» **Exercise**
Search the records for lines with the word "IgnoreReason" and copy each match.
*** Opening of Data records ***
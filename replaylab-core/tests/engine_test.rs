//! End-to-end engine scenarios: sizing, short accounting, sequential intent
//! application, missing bars and per-run state isolation.

use chrono::{Duration, NaiveDate, NaiveDateTime};
use serde_json::json;

use replaylab_core::data::{DataProvider, InMemoryProvider, MarketData, Resolution, SyntheticProvider};
use replaylab_core::domain::{Bar, Direction, Metadata, Order};
use replaylab_core::engine::{Backtester, EngineConfig, EngineError, IgnoreReason};
use replaylab_core::strategies::BuyAndHold;
use replaylab_core::{from_fn, ParamSet, ParamValue};

// ── Helpers ──────────────────────────────────────────────────────────

fn t0() -> NaiveDateTime {
    NaiveDate::from_ymd_opt(2024, 1, 2)
        .unwrap()
        .and_hms_opt(9, 30, 0)
        .unwrap()
}

fn bars(closes: &[f64]) -> Vec<Bar> {
    closes
        .iter()
        .enumerate()
        .map(|(i, &c)| Bar::new(t0() + Duration::minutes(i as i64), c, c, c, c))
        .collect()
}

fn config(symbols: &[&str]) -> EngineConfig {
    EngineConfig::new(
        symbols.iter().map(|s| s.to_string()).collect(),
        NaiveDate::from_ymd_opt(2024, 1, 2).unwrap(),
        NaiveDate::from_ymd_opt(2024, 1, 3).unwrap(),
        10_000.0,
    )
}

// ── Scenarios ────────────────────────────────────────────────────────

#[test]
fn long_full_allocation_round_trip() {
    let market = MarketData::new().with_symbol("SPY", bars(&[100.0, 110.0])).unwrap();
    let bt = Backtester::new(config(&["SPY"]), &market).unwrap();
    let strategy = from_fn("long_once", |ctx, _, _| match ctx.bar_index() {
        0 => vec![Order::buy("SPY", 1.0)],
        1 => vec![Order::close("SPY")],
        _ => vec![],
    });

    let result = bt.run(&strategy, &ParamSet::new()).unwrap();
    assert_eq!(result.trades.len(), 1);
    let trade = &result.trades[0];
    assert_eq!(trade.quantity, 100);
    assert_eq!(trade.pnl, 1_000.0);
    assert!((trade.return_pct - 0.10).abs() < 1e-12);
    assert_eq!(result.final_cash, 11_000.0);
    assert_eq!(result.equity_values(), vec![10_000.0, 11_000.0]);
}

#[test]
fn short_half_allocation_round_trip() {
    let market = MarketData::new().with_symbol("QQQ", bars(&[50.0, 45.0, 40.0])).unwrap();
    let bt = Backtester::new(config(&["QQQ"]), &market).unwrap();
    let strategy = from_fn("short_once", |ctx, _, _| match ctx.bar_index() {
        0 => vec![Order::sell("QQQ", 0.5)],
        2 => vec![Order::close("QQQ")],
        _ => vec![],
    });

    let result = bt.run(&strategy, &ParamSet::new()).unwrap();
    let trade = &result.trades[0];
    assert_eq!(trade.direction, Direction::Short);
    assert_eq!(trade.quantity, 100);
    assert_eq!(trade.pnl, 1_000.0);
    assert!((trade.return_pct - 0.20).abs() < 1e-12);
    assert_eq!(trade.weight, 0.5);
    assert_eq!(result.final_cash, 11_000.0);
    // cash 5000 + 100 × (2 × 50 − 45) mid-trade
    assert_eq!(result.equity_values(), vec![10_000.0, 10_500.0, 11_000.0]);
}

#[test]
fn close_then_reenter_in_one_batch_is_sequential() {
    let market = MarketData::new().with_symbol("SPY", bars(&[100.0, 200.0])).unwrap();
    let bt = Backtester::new(config(&["SPY"]), &market).unwrap();
    let strategy = from_fn("flip", |ctx, _, _| match ctx.bar_index() {
        0 => vec![Order::buy("SPY", 1.0)],
        1 => vec![Order::close("SPY"), Order::sell("SPY", 0.5)],
        _ => vec![],
    });

    let result = bt.run(&strategy, &ParamSet::new()).unwrap();
    assert_eq!(result.trades.len(), 1);
    assert_eq!(result.open_positions.len(), 1);
    let short = &result.open_positions[0];
    assert_eq!(short.direction, Direction::Short);
    // 20000 after the close, half of it at 200.
    assert_eq!(short.quantity, 50);
    assert_eq!(result.diagnostics.opened, 2);
    assert_eq!(result.diagnostics.closed, 1);
}

#[test]
fn duplicate_entries_are_counted_not_applied() {
    let market = MarketData::new().with_symbol("SPY", bars(&[100.0, 101.0, 102.0])).unwrap();
    let bt = Backtester::new(config(&["SPY"]), &market).unwrap();
    let strategy = from_fn("greedy", |_, _, _| vec![Order::buy("SPY", 0.5)]);

    let result = bt.run(&strategy, &ParamSet::new()).unwrap();
    assert_eq!(result.diagnostics.opened, 1);
    assert_eq!(result.diagnostics.ignored[&IgnoreReason::PositionOpen], 2);
    assert_eq!(result.open_positions.len(), 1);
    assert!(result.trades.is_empty());
}

#[test]
fn instruments_missing_a_bar_are_left_out_and_carried() {
    let spy = bars(&[100.0, 100.0, 100.0]);
    // IWM only prints on the first bar.
    let iwm = bars(&[20.0]);
    let market = MarketData::new()
        .with_symbol("SPY", spy)
        .unwrap()
        .with_symbol("IWM", iwm)
        .unwrap();
    let bt = Backtester::new(config(&["SPY", "IWM"]), &market).unwrap();

    let strategy = from_fn("iwm", |ctx, bars, _| {
        if ctx.bar_index() > 0 {
            assert!(!bars.contains("IWM"));
            assert!(bars.contains("SPY"));
        }
        match ctx.bar_index() {
            0 => vec![Order::buy("IWM", 1.0)],
            // No IWM bar and no override: nothing to fill at.
            1 => vec![Order::close("IWM")],
            2 => vec![Order::close("IWM").at_price(25.0)],
            _ => vec![],
        }
    });

    let result = bt.run(&strategy, &ParamSet::new()).unwrap();
    assert_eq!(result.diagnostics.ignored[&IgnoreReason::NoPrice], 1);
    // Carried at its last mark (20) while open, then closed at the override.
    assert_eq!(result.equity_values(), vec![10_000.0, 10_000.0, 12_500.0]);
    assert_eq!(result.trades[0].exit_price, 25.0);
}

#[test]
fn metadata_updates_flow_into_the_trade() {
    let market = MarketData::new()
        .with_symbol("SPY", bars(&[100.0, 105.0, 103.0, 101.0]))
        .unwrap();
    let bt = Backtester::new(config(&["SPY"]), &market).unwrap();
    let strategy = from_fn("trail", |ctx, bars, _| {
        let close = bars.get("SPY").map(|b| b.close).unwrap_or_default();
        if !ctx.has_position("SPY") {
            return if ctx.bar_index() == 0 {
                vec![Order::buy("SPY", 1.0).with_meta("hwm", close)]
            } else {
                vec![]
            };
        }
        let hwm = ctx
            .position("SPY")
            .and_then(|p| p.metadata.get("hwm"))
            .and_then(|v| v.as_f64())
            .unwrap_or(close);
        if close > hwm {
            let mut update = Metadata::new();
            update.insert("hwm".into(), json!(close));
            ctx.update_position_metadata("SPY", update);
            vec![]
        } else if close < hwm * 0.97 {
            vec![Order::close("SPY").with_meta("exit_reason", "trailing_stop")]
        } else {
            vec![]
        }
    });

    let result = bt.run(&strategy, &ParamSet::new()).unwrap();
    assert_eq!(result.trades.len(), 1);
    let trade = &result.trades[0];
    assert_eq!(trade.exit_price, 101.0);
    assert_eq!(trade.metadata["hwm"], json!(105.0));
    assert_eq!(trade.metadata["exit_reason"], json!("trailing_stop"));
}

#[test]
fn scratch_state_starts_fresh_each_run() {
    let market = MarketData::new().with_symbol("SPY", bars(&[1.0, 1.0, 1.0])).unwrap();
    let bt = Backtester::new(config(&["SPY"]), &market).unwrap();
    let strategy = from_fn("counter", |ctx, _, _| {
        let index = ctx.bar_index();
        let seen = ctx.scratch::<Vec<usize>>("counter.seen");
        assert_eq!(seen.len(), index);
        seen.push(index);
        vec![]
    });

    // Each run sees an empty slot at its first bar.
    for _ in 0..2 {
        let result = bt.run(&strategy, &ParamSet::new()).unwrap();
        assert_eq!(result.bars_processed, 3);
    }
}

#[test]
fn open_positions_are_reported_not_closed() {
    let market = MarketData::new().with_symbol("SPY", bars(&[100.0, 120.0])).unwrap();
    let bt = Backtester::new(config(&["SPY"]), &market).unwrap();
    let result = bt.run(&BuyAndHold, &ParamSet::new()).unwrap();
    assert!(result.trades.is_empty());
    assert_eq!(result.open_positions.len(), 1);
    assert_eq!(result.final_equity, 12_000.0);
    assert!((result.total_return() - 0.2).abs() < 1e-12);
}

// ── Providers ────────────────────────────────────────────────────────

#[test]
fn synthetic_universe_runs_end_to_end() {
    let provider = SyntheticProvider::new(42);
    let mut cfg = config(&["SPY", "QQQ"]);
    cfg.end_date = NaiveDate::from_ymd_opt(2024, 1, 5).unwrap();
    let cfg = cfg.with_resolution(Resolution::Hour);
    let bt = Backtester::from_provider(cfg, &provider).unwrap();
    assert_eq!(bt.market().reference_symbol(), Some("SPY"));

    let mut params = ParamSet::new();
    params.insert("allocation".into(), ParamValue::float(0.5).unwrap());
    let result = bt.run(&BuyAndHold, &params).unwrap();
    assert_eq!(result.equity_curve.len(), bt.clock().len());
    assert_eq!(result.open_positions.len(), 2);
    assert!(result
        .equity_curve
        .windows(2)
        .all(|w| w[0].timestamp < w[1].timestamp));
}

#[test]
fn provider_without_symbol_is_unknown_instrument() {
    let provider = InMemoryProvider::new().with_bars("SPY", bars(&[1.0]));
    assert_eq!(provider.name(), "memory");
    let err = Backtester::from_provider(config(&["SPY", "DIA"]), &provider).unwrap_err();
    assert!(matches!(err, EngineError::UnknownInstrument { symbol } if symbol == "DIA"));
}

#[test]
fn invalid_configs_are_fatal() {
    let market = MarketData::new().with_symbol("SPY", bars(&[1.0])).unwrap();
    let mut cfg = config(&["SPY"]);
    cfg.end_date = cfg.start_date;
    assert!(matches!(
        Backtester::new(cfg, &market),
        Err(EngineError::InvalidWindow { .. })
    ));

    let mut cfg = config(&["SPY"]);
    cfg.initial_cash = -5.0;
    assert!(matches!(
        Backtester::new(cfg, &market),
        Err(EngineError::InvalidInitialCash(_))
    ));

    assert!(matches!(
        Backtester::new(config(&[]), &market),
        Err(EngineError::EmptyUniverse)
    ));
}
*** Close of Data records ***
» **Answer section**
use replaylab_core::engine::{Backtester, EngineConfig, EngineError, IgnoreReason};
    assert_eq!(result.diagnostics.ignored[&IgnoreReason::PositionOpen], 2);
    assert_eq!(result.diagnostics.ignored[&IgnoreReason::NoPrice], 1);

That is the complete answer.